Federal government to open applications for Indigenous shelters across Canada


The federal government says it will soon open applications to build emergency shelters and transitional housing for Indigenous Peoples facing gender-based violence across Canada.

Speaking in Iqaluit, Indigenous Services Minister Marc Miller today highlighted money already announced in the Liberals’ 2021 budget – including $420 million over five years for the construction of Indigenous-led shelters.

“This includes an investment of $304 million over five years and $96.6 million ongoing for the operation of those new shelters,” Miller said. “As well as transitional houses across the country, including in the North — particularly in the North, after the issues that have been raised — as well as in urban areas.”

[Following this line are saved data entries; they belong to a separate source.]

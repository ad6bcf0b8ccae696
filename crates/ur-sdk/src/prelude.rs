//! Prelude - 常用类型的便捷导入
//!
//! ```rust
//! use ur_sdk::prelude::*;
//! ```

// 驱动层
pub use crate::driver::{DriverConfig, QueueChannel, RealtimeChannel, UrDriver};

// 轨迹层
pub use crate::trajectory::{ResampleConfig, Trajectory, Waypoint, resample};

// 错误类型
pub use crate::driver::{ChannelError, DriverError};
pub use crate::trajectory::TrajectoryError;
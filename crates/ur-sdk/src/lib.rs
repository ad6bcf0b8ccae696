//! UR SDK - Universal Robots 轨迹指令生成 SDK
//!
//! 将稀疏关节轨迹转换为 URScript `servoj` 程序块，交给控制器的实时通道。
//!
//! # 架构设计
//!
//! 本 SDK 采用分层架构，从底层到高层：
//!
//! - **脚本层** (`script`): URScript 文本渲染，字段精度逐字节对齐控制器约定
//! - **轨迹层** (`trajectory`): 路点校验、三次 Hermite 插值、时间网格重采样
//! - **驱动层** (`driver`): 实时通道抽象、指令生成、IO / 负载等单条指令、配置
//!
//! # 快速开始
//!
//! ```rust
//! use ur_sdk::prelude::*;
//!
//! let (channel, rx) = QueueChannel::bounded(16);
//! let driver = UrDriver::new(channel, DriverConfig::default()).unwrap();
//!
//! driver
//!     .add_trajectory(
//!         &[0.0, 2.0],
//!         &[vec![0.0; 6], vec![0.5; 6]],
//!         &[vec![0.0; 6], vec![0.0; 6]],
//!     )
//!     .unwrap();
//!
//! assert!(rx.try_recv().unwrap().ends_with("end\n"));
//! ```

pub use ur_driver as driver;
pub use ur_script as script;
pub use ur_trajectory as trajectory;

pub mod logging;
pub mod prelude;

// --- 用户以此为界 ---
// 以下是通过 Facade Pattern 提供的公共 API

pub use driver::{
    ChannelError, ControllerVersion, DriverConfig, DriverError, QueueChannel, RealtimeChannel,
    UrDriver,
};
pub use logging::{init_logger, try_init_logger};
pub use trajectory::{Trajectory, TrajectoryError, Waypoint};
//! # UR CLI
//!
//! 离线渲染 UR 轨迹程序（不连接机器人）。
//!
//! ```bash
//! # 渲染轨迹文件，输出 URScript 到 stdout
//! ur-cli render trajectory.json --config driver.toml
//!
//! # 覆盖最大控制步长
//! ur-cli render trajectory.json --max-time-step 0.02
//!
//! # 检查配置文件
//! ur-cli config check driver.toml
//!
//! # 输出默认配置
//! ur-cli config default > driver.toml
//! ```

use anyhow::Result;
use clap::{Parser, Subcommand};

mod commands;

use commands::{ConfigCommand, RenderCommand};

/// UR CLI - 轨迹程序渲染工具
#[derive(Parser, Debug)]
#[command(name = "ur-cli")]
#[command(about = "Render UR trajectory programs without a robot", long_about = None)]
#[command(version)]
struct Cli {
    #[command(subcommand)]
    command: Commands,
}

#[derive(Subcommand, Debug)]
enum Commands {
    /// 配置管理
    #[command(subcommand)]
    Config(ConfigCommand),

    /// 渲染轨迹文件为 URScript 程序
    Render {
        #[command(flatten)]
        args: RenderCommand,
    },
}

fn main() -> Result<()> {
    // 日志输出到 stderr，stdout 只留给程序文本
    tracing_subscriber::fmt()
        .with_writer(std::io::stderr)
        .with_env_filter(
            tracing_subscriber::EnvFilter::try_from_default_env()
                .unwrap_or_else(|_| tracing_subscriber::EnvFilter::new("ur_cli=info,warn")),
        )
        .init();

    let cli = Cli::parse();

    match cli.command {
        Commands::Config(cmd) => cmd.execute(),
        Commands::Render { args } => args.execute(),
    }
}
//! 驱动配置
//!
//! 支持从 TOML 加载，缺省字段使用默认值：
//!
//! ```toml
//! max_time_step = 0.08   # 相邻 servoj 的最大间隔（秒）
//! cycle_period = 0.008   # 控制器控制周期 / 减速尾段步长（秒）
//! min_payload = 0.0      # 负载下限（kg，开区间）
//! max_payload = 5.0      # 负载上限（kg，开区间）
//! joint_names = ["shoulder_pan_joint", "shoulder_lift_joint", "elbow_joint",
//!                "wrist_1_joint", "wrist_2_joint", "wrist_3_joint"]
//! ```

use crate::UR_JOINT_COUNT;
use crate::error::DriverError;
use serde::{Deserialize, Serialize};
use std::fs;
use std::path::Path;
use ur_trajectory::{DEFAULT_CYCLE_PERIOD, ResampleConfig};

/// UR 机械臂默认关节名称
pub const DEFAULT_JOINT_NAMES: [&str; UR_JOINT_COUNT] = [
    "shoulder_pan_joint",
    "shoulder_lift_joint",
    "elbow_joint",
    "wrist_1_joint",
    "wrist_2_joint",
    "wrist_3_joint",
];

/// 驱动配置
#[derive(Debug, Clone, PartialEq, Serialize, Deserialize)]
#[serde(default, deny_unknown_fields)]
pub struct DriverConfig {
    /// 相邻采样点的最大间隔（秒）
    ///
    /// 控制器实时循环等待下一条指令的时间上限。
    pub max_time_step: f64,

    /// 控制器固定控制周期（秒），用作减速尾段步长
    pub cycle_period: f64,

    /// 负载下限（kg，不含）
    pub min_payload: f64,

    /// 负载上限（kg，不含）
    pub max_payload: f64,

    /// 关节名称（用于上层消息映射）
    pub joint_names: Vec<String>,
}

impl Default for DriverConfig {
    fn default() -> Self {
        Self {
            max_time_step: 0.08,
            cycle_period: DEFAULT_CYCLE_PERIOD,
            min_payload: 0.0,
            // ⚠️ 应该根据实际机型调整（UR5: 5kg, UR10: 10kg）
            max_payload: 1.0,
            joint_names: DEFAULT_JOINT_NAMES.iter().map(|s| s.to_string()).collect(),
        }
    }
}

impl DriverConfig {
    /// 从 TOML 字符串解析并校验
    pub fn from_toml_str(content: &str) -> Result<Self, DriverError> {
        let config: Self = toml::from_str(content)?;
        config.validate()?;
        Ok(config)
    }

    /// 从文件加载并校验
    pub fn load_from_file<P: AsRef<Path>>(path: P) -> Result<Self, DriverError> {
        let content = fs::read_to_string(path)?;
        Self::from_toml_str(&content)
    }

    /// 序列化为 TOML
    pub fn to_toml_string(&self) -> Result<String, DriverError> {
        toml::to_string(self).map_err(|e| DriverError::Config(e.to_string()))
    }

    /// 校验配置
    ///
    /// - `max_time_step`、`cycle_period` 为有限正数
    /// - `min_payload < max_payload`
    /// - 关节名称为空或恰好 6 个
    pub fn validate(&self) -> Result<(), DriverError> {
        self.resample_config()?;

        if !(self.min_payload.is_finite() && self.max_payload.is_finite()) {
            return Err(DriverError::Config(
                "payload bounds must be finite".to_string(),
            ));
        }
        if self.min_payload >= self.max_payload {
            return Err(DriverError::Config(format!(
                "min_payload ({}) must be below max_payload ({})",
                self.min_payload, self.max_payload
            )));
        }
        if !self.joint_names.is_empty() && self.joint_names.len() != UR_JOINT_COUNT {
            return Err(DriverError::Config(format!(
                "expected {} joint names, got {}",
                UR_JOINT_COUNT,
                self.joint_names.len()
            )));
        }

        Ok(())
    }

    /// 构建重采样参数
    pub fn resample_config(&self) -> Result<ResampleConfig, DriverError> {
        Ok(ResampleConfig::new(self.max_time_step)?.with_cycle_period(self.cycle_period)?)
    }
}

The announcement comes after a spate of domestic violence incidents earlier this year in Quebec. Ten women were murdered in ten weeks — two of them Inuit.

In 2019, the province’s northern Nunavik region reported 1,200 cases of domestic violence, in a population of 13,000.

Currently, there are three shelters serving Nunavik’s 14 remote, fly-in communities. Nationwide, more than 70 per cent of Inuit communities are without the emergency shelters and transitional housing needed to support people facing gender-based violence.

Ahmed Hussen, who is the families, children and social development minister, says a call for shelter proposals will go out this September.

“We know this is key for Indigenous women and children, and Indigenous communities, to be able to reclaim their power and place in their communities in Canada,” Hussen said.

Hussen says the money will pay for the construction of at least 38 emergency shelters and 50 transitional homes across the country.

Hussen also says that though the call for proposals is nationwide, Nunavut will not be forgotten — stressing that “the funding will reflect the need across a number of communities… and obviously Nunavut will be a big part of that.”

Aluki Kotierk, president of the land claims organization Nunavut Tunngavik Inc., says the funding is a good step forward but says it’s too little, too late for Inuit who continue to struggle during the territory’s housing crisis.

Kotierk says the COVID-19 pandemic has put a spotlight on the urgent need for housing in Nunavut, with the virus having rapidly spread through the territory’s overcrowded homes.

With files from Lindsay Richardson, Kent Driscoll and The Canadian Press.